Menurut Kementrian ESDM Negara Indonesia memiliki potensi sumber daya CBM sebesar 453.30 TCF (gambar
9) yang tersebar di beberapa cekungan di Indonesia diantaranya : a. Cekungan Kutai 80.40 TCF, b. Cekungan
Barito 101.60 TCF, c. Cekungan Tarakan Utara, d. Cekungan Berau 8.40 TCF, e. Cekungan Sumatra tengah 52.50
TCF, f. Cekungan Ombilin 0.50 TCF, g. Cekungan Sumatra Selatan, h. Cekungan Bengkulu 3.60 TCF, i.
Cekungan Jatibarang 0.80 TCF, j. Cekungan Pasir dan Asem Asem 3.00 TCF dan k. Cekungan Sulawesi Tenggara
2.00 TCF.

Gambar 9. Potensi Sumber Daya CBM di Indonesia


Alasan dibalik banyaknya potensi sumber daya CBM di Negara Indonesia adalah karena beberapa wilayah
Indonesia pernah menjadi passive margin yang secara tektonik merupakan dataran yang stabil sehingga tumbuh-
tumbuhan pembentuk batubara tumbuh dengan cepat, jumlah yang banyak dan tidak terganggu perkembanganya.

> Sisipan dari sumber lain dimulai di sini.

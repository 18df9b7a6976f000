//! The process lifecycle state machine.
//!
//! One event is fully handled before the next one is accepted. Records live in the
//! [`ProcessTable`], sharing state in the [`ProcessStateStore`], and vertices leave
//! through the [`GraphSink`] as the [`VertexStrategy`] decides.

#[cfg(test)]
mod tests;

use crate::config::Config;
use crate::event::{fields, Event, Syscall, OPERATION_UNIT_DEPENDENCY, OPERATION_UNKNOWN};
use crate::flags::CloneFlags;
use crate::history::{HistoryStore, ProcessRecord, ProcessTable};
use crate::identity::*;
use crate::procfs;
use crate::state::{FileDescriptor, ProcessStateStore};
use crate::vertex::{
    EmbeddedAgent, Edge, GraphSink, SeparateAgent, Stamp, Update, Vertex, VertexStrategy,
};
use crate::{Result, SOURCE_BEEP, SOURCE_PROCFS, SOURCE_SYSCALL};

use log::{debug, info, warn};

use std::collections::HashMap;
use std::path::Path;

/// One side of a unit dependency: the unit as it ran inside a specific thread.
#[derive(Debug, Clone, PartialEq, Eq)]
pub struct UnitRef {
    pub pid: String,
    pub thread_start_time: String,
    pub unit: UnitIdentity,
}

impl UnitRef {
    fn from_event(event: &Event, suffix: &str) -> Option<Self> {
        let field = |name: &str| event.owned(&format!("{}{}", name, suffix));
        Some(Self {
            pid: field(fields::UNIT_PID)?,
            thread_start_time: field(fields::UNIT_THREAD_START_TIME)?,
            unit: UnitIdentity::from_event(event, suffix)?,
        })
    }

    fn key(&self) -> ProcessKey {
        ProcessKey::new(self.pid.as_str(), Some(self.thread_start_time.as_str()))
    }

    fn has_valid_times(&self) -> bool {
        self.thread_start_time.trim().parse::<f64>().is_ok()
            && self.unit.start_time.trim().parse::<f64>().is_ok()
    }
}

/// Data flowed from the writing unit into the reading unit.
#[derive(Debug, Clone, PartialEq, Eq)]
pub struct UnitDependency {
    pub reading: UnitRef,
    pub writing: UnitRef,
}

impl UnitDependency {
    pub fn from_event(event: &Event) -> Option<Self> {
        Some(Self {
            reading: UnitRef::from_event(event, "")?,
            writing: UnitRef::from_event(event, fields::WRITER_SUFFIX)?,
        })
    }
}

fn stamp(event: &Event, source: &str) -> Stamp {
    Stamp::new(
        event.time().unwrap_or_default(),
        event.event_id().unwrap_or_default(),
        source,
    )
}

/// A child pid of zero or below means the creation failed.
fn is_valid_child(pid: &str) -> bool {
    pid.trim().parse::<i64>().map_or(false, |pid| pid > 0)
}

pub struct Engine<S, K> {
    config: Config,
    table: ProcessTable<S>,
    states: ProcessStateStore,
    strategy: Box<dyn VertexStrategy>,
    sink: K,
}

Tantangan yang ada selama eksplorasi dan produksi CBM di Indonesia adalah masalah ekonomi berupa investasi
yang minim dan dipengaruhi oleh harga migas konvensional. Selain itu, terdapat juga masalah teknologi yang
sedikit tertinggal dibanding negara lain yang sudah mengembangkan migas unkonvensional dan yang terakhir
adalah permasalahan lingkungan yang harus dapat dikelola dengan baik dan benar.
Referensi
- Gathuk Widiyanto, Ego Syahrizal (2010), Optimasi Pompa pada Dewatering Sumur CBM, LPL Lemigas
Vol. 44 No. 2, Agustus 2010, pp 144- 153
- DOE. 2014. Coal Bed Methane Primer: New Source Of Natural Gas-Environment Implication. In U.S.
Department Of Energy.
- Dirjen Migas. 2007. Peta Sumber Daya Coal Bed Methane di Indonesia.